Lo sterminato elenco di vittime delle Brigate Rosse riporta anche il nome di un avvocato, Fulvio Croce. Partigiano dal 1943 Croce nel 1968 fu eletto presidente dell’Ordine degli Avvocati di Torino. E si trovò ad affrontare uno dei processi ad alcuni membri delle Br tra cui Curcio, Gallinari, Franceschini e Ferrari. Quest’ultimo, nell’udienza del 1976, a nome anche degli altri imputati dichiarò che revocavano il mandato ai loro legali, che rifiutavano ogni assistenza legale e minacciarono di morte ogni avvocato che avrebbe accettato il mandato di “difensore d’ufficio”.

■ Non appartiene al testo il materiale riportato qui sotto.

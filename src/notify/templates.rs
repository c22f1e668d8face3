// ABOUTME: Built-in notification templates and their registration
// ABOUTME: Ships the default execution mail body rendered when no custom template is given

use crate::template::{Result, TemplateEngine};

/// Name of the built-in execution mail template.
pub const EXECUTION_MAIL: &str = "execution-mail";

/// Default HTML mail body for execution state notifications.
pub const EXECUTION_MAIL_TEMPLATE: &str = r#"<html>
<body>
<p>Flow <strong>{{execution.flowId}}</strong> in namespace <strong>{{execution.namespace}}</strong>
finished with status <strong>{{execution.state.current}}</strong>.</p>
<ul>
  <li>Execution: {{execution.id}}</li>
  <li>Started: {{date startDate}}</li>
  <li>Duration: {{duration}}</li>
</ul>
{{#if firstFailed}}
<p>Failed task: <strong>{{firstFailed.taskId}}</strong> (task run {{firstFailed.id}})</p>
{{/if}}
<p><a href="{{link}}">Open the execution</a></p>
</body>
</html>
"#;

/// Register all built-in templates on a template engine.
pub fn register_builtin(engine: &mut TemplateEngine) -> Result<()> {
    engine.register_template(EXECUTION_MAIL, EXECUTION_MAIL_TEMPLATE)
}
// ABOUTME: Template engine module for the notification dispatcher
// ABOUTME: Provides strict template rendering and notification-oriented helpers

pub mod engine;
pub mod error;
pub mod helpers;

pub use engine::TemplateEngine;
pub use error::{Result, TemplateError};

Fulvio Croce accettò l’incarico e ribadì uno dei principi fondamentali del diritto e della civiltà: il diritto alla difesa è inviolabile, persino dallo stesso imputato, e un processo deve tenersi seguendo le garanzie costituzionali e del diritto chiunque sia l’imputato, la civiltà giuridica e i diritti umani non devono conoscere eccezioni e limiti. Un coraggio che pagò con la vita il 28 aprile 1977.
Nel Paese di Fulvio Croce, nello Stato che dovrebbe basarsi su quel che Croce ha difeso fino al sacrificio della vita (e sulla memoria spesso mancata di questo sacrificio si dovrebbe aprire una riflessione doverosa ed enorme), il 6 agosto 1980 la mafia uccise il giudice Gaetano Costa. Un magistrato coraggioso, tra i primi a lottare contro la mafia fino al sacrificio della vita, spesso non ricordato, dalla memoria considerata minore da taluni. E anche qui la riflessione dovrebbe essere doverosa ed enorme.
Ci sono, poi, memorie, che sconcertano e suscitare reazioni. Ma, sarà stato il caldo agostano e il clima estivo, così non è stato. In occasione dell’anniversario di quest’anno dell’assassinio mafioso di Costa l’Anm (Associazione Nazionale Magistrati) ha pubblicato dei post social in cui afferma che la responsabilità sarebbe stata di non meglio specificati «avvocati dei mafiosi» addossando al giudice Rocco Chinnici la responsabilità di quest’accusa. «Ora, l’Anm pubblica il post anche su Instagram, che tra i vari social non è il più istituzionale – sottolinea Errico Novi su Il Dubbio – È la piattaforma utilizzata dai ragazzi per scambiarsi e proiettare immagini nel modo più vario. Messa lì, l’accusa agli avvocati che 45 anni fa sarebbero stati “complici” nell’omicidio di un magistrato diventa fatalmente un modo per far passare – anche tra un pubblico giovane e non necessariamente espertissimo, diciamo, di procedura penale – il messaggio per cui gli avvocati sono sostanzialmente mafiosi». Nel Paese di Fulvio Croce, che fu servito fino al sacrificio della vita dal partigiano e avvocato Fulvio Croce.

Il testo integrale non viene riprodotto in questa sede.